【转】Docker 生产环境之安全性 - 适用于 Docker 的 Seccomp 安全配置文件

安全计算模式(secure computing mode,seccomp)是 Linux 内核功能。可以使用它来限制容器内可用的操作。seccomp() 系统调用在调用进程的 seccomp 状态下运行。可以使用此功能来限制你的应用程序的访问权限。

只有在使用 seccomp 构建 Docker 并且内核配置了 CONFIG_SECCOMP 的情况下,此功能才可用。要检查你的内核是否支持 seccomp

$ cat /boot/config-`uname -r` | grep CONFIG_SECCOMP=
CONFIG_SECCOMP=y
  • 1
  • 2

注意:seccomp 配置文件需要 seccomp 2.2.1,这在 Ubuntu 14.04,Debian Wheezy 或 Debian Jessie 中不可用。要在这些发行版上使用 seccomp,必须下载 最新的静态 Linux 二进制文件(而不是软件包)。

1. 为容器传递配置文件

默认的 seccomp 配置文件为使用 seccomp 运行容器提供了一个合理的设置,并禁用了大约 44 个超过 300+ 的系统调用。它具有适度的保护性,同时提供广泛的应用兼容性。默认的 Docker 配置文件可以在 这里 找到。

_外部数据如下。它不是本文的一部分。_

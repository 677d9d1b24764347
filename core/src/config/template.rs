//! Default config document written on first run

/// Permission bits for the directory holding the config file
#[cfg(unix)]
pub const CONFIG_DIR_MODE: u32 = 0o700;

/// Permission bits for the config file itself (it carries a secret)
#[cfg(unix)]
pub const CONFIG_FILE_MODE: u32 = 0o600;

/// Exact content of a freshly bootstrapped config file
pub const DEFAULT_CONFIG_YAML: &str = r#"# ASK Terminal AI Configuration

# API service configuration
base_url: "https://api.openai.com/v1/"  # API base URL for your provider
api_key: "your-api-key"                 # Your API key (will be encrypted after first run)
model_name: "gpt-4o-mini"               # Default AI model to use

# Feature configuration
private_mode: false                     # Set to true to not send directory structure
sys_prompt: ""                          # System prompt, WARNING: Please understand what you're modifying before making changes

# Provider configuration (currently only openai-compatible is supported)
provider: "openai-compatible"           # AI provider type, no other options available yet
"#;
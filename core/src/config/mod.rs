//! Configuration loading for askta
//!
//! [`ConfigStore`] owns the on-disk document and the secret migration;
//! [`merge`] layers per-invocation overrides on the result.

pub mod overrides;
pub mod store;
pub mod template;
pub mod types;

pub use overrides::{merge, Overrides, PrivateModeOverride};
pub use store::{resolve_path, ConfigStore, Loaded, DEFAULT_CONFIG_RELATIVE_PATH};
pub use template::DEFAULT_CONFIG_YAML;
pub use types::{Config, API_KEY_PLACEHOLDER, DEFAULT_MODEL, ENCRYPTED_PREFIX};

实际上,该配置文件是白名单,默认情况下阻止访问所有的系统调用,然后将特定的系统调用列入白名单。该配置文件工作时需要定义 SCMP_ACT_ERRNO 的 defaultAction 并仅针对特定的系统调用覆盖该 actionSCMP_ACT_ERRNO 的影响是触发 Permission Denied 错误。接下来,配置文件中通过将 action 被覆盖为 SCMP_ACT_ALLOW,定义一个完全允许的系统调用的特定列表。最后,一些特定规则适用于个别的系统调用,如 personalitysocketsocketcall 等,以允许具有特定参数的那些系统调用的变体(to allow variants of those system calls with specific arguments)。

seccomp 有助于以最小权限运行 Docker 容器。不建议更改默认的 seccomp 配置文件。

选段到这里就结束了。